(Saved entries)

---+---

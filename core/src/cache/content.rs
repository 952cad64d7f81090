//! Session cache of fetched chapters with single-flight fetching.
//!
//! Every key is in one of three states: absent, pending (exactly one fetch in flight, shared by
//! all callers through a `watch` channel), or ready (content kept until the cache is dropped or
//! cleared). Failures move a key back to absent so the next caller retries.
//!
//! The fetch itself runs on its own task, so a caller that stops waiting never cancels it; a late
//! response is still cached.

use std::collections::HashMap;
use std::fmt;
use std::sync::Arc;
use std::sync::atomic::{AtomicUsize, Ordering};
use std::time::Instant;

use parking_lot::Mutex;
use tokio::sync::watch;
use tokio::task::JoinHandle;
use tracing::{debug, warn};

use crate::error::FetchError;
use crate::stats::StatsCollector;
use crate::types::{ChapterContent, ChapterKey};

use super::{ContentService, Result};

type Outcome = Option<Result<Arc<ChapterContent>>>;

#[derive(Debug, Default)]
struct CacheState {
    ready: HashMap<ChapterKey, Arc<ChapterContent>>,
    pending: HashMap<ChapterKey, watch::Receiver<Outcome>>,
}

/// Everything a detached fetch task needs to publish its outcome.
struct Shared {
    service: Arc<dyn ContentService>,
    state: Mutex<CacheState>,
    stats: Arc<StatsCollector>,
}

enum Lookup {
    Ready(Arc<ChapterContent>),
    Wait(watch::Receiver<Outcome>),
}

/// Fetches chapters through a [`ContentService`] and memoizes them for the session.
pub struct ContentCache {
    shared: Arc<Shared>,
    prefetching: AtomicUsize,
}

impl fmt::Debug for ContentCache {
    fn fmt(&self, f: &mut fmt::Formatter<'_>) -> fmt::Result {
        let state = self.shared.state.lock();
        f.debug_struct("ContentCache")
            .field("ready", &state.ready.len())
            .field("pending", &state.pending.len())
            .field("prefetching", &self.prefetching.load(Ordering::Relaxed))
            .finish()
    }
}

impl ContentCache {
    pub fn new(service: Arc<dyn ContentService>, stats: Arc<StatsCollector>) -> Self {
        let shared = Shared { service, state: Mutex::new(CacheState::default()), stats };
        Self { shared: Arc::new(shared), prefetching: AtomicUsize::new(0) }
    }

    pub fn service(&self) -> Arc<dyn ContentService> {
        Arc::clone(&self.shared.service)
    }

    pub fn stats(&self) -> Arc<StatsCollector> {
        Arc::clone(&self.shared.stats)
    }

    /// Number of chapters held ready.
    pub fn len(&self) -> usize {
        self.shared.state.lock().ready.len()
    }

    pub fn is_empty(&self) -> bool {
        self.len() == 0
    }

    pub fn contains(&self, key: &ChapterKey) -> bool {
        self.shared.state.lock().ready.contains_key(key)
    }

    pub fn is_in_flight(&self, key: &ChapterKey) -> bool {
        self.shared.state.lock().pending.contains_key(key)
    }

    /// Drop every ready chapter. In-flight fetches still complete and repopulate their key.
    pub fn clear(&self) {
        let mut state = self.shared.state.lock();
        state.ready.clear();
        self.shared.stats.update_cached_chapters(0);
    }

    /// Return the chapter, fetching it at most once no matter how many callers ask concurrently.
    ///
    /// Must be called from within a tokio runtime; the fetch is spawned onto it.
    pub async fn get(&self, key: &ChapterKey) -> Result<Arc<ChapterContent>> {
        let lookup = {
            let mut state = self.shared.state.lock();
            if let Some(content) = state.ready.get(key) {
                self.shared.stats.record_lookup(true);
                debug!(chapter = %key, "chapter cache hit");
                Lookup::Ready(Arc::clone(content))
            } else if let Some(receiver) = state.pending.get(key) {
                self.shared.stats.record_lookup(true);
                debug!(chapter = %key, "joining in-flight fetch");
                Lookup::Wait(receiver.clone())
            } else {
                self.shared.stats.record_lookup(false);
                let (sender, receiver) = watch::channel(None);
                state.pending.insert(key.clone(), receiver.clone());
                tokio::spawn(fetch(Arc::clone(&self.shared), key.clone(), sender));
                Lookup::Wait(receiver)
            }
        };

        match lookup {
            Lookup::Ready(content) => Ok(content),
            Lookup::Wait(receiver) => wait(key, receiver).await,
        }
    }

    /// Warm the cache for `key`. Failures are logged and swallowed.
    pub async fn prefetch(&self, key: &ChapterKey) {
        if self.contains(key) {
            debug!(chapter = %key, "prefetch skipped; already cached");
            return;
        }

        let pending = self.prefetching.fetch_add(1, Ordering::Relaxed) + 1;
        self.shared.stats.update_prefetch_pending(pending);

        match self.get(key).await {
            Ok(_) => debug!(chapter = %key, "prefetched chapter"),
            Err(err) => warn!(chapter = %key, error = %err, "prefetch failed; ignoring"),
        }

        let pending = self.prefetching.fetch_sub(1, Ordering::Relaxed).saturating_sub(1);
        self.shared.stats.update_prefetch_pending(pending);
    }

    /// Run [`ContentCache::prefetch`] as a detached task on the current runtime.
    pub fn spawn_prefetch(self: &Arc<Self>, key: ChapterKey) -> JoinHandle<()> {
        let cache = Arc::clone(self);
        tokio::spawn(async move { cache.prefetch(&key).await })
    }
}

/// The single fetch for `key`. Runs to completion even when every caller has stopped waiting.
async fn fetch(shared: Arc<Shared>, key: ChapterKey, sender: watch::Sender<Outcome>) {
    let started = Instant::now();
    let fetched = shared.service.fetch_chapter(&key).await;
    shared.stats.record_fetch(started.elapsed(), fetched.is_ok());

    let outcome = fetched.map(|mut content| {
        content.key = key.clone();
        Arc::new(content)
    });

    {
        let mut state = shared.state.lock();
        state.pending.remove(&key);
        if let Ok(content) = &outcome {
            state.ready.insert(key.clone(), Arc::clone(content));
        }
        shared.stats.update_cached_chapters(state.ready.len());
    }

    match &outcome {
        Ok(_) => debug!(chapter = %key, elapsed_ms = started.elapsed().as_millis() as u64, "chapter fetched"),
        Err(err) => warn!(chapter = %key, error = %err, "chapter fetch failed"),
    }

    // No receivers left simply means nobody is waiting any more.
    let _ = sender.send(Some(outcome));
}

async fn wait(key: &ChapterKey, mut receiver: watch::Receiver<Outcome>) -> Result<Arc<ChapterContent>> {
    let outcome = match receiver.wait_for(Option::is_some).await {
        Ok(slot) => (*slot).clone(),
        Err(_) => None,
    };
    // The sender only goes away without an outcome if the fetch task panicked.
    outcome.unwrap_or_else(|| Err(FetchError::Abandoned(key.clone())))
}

---+---

TASK REQUIREMENTS.
Look through the data above for the word "watch". Report each line where it occurs.

ANSWER TO THIS PROBLEM.
//! all callers through a `watch` channel), or ready (content kept until the cache is dropped or
use tokio::sync::watch;
    pending: HashMap<ChapterKey, watch::Receiver<Outcome>>,
    Wait(watch::Receiver<Outcome>),
                let (sender, receiver) = watch::channel(None);
async fn fetch(shared: Arc<Shared>, key: ChapterKey, sender: watch::Sender<Outcome>) {
async fn wait(key: &ChapterKey, mut receiver: watch::Receiver<Outcome>) -> Result<Arc<ChapterContent>> {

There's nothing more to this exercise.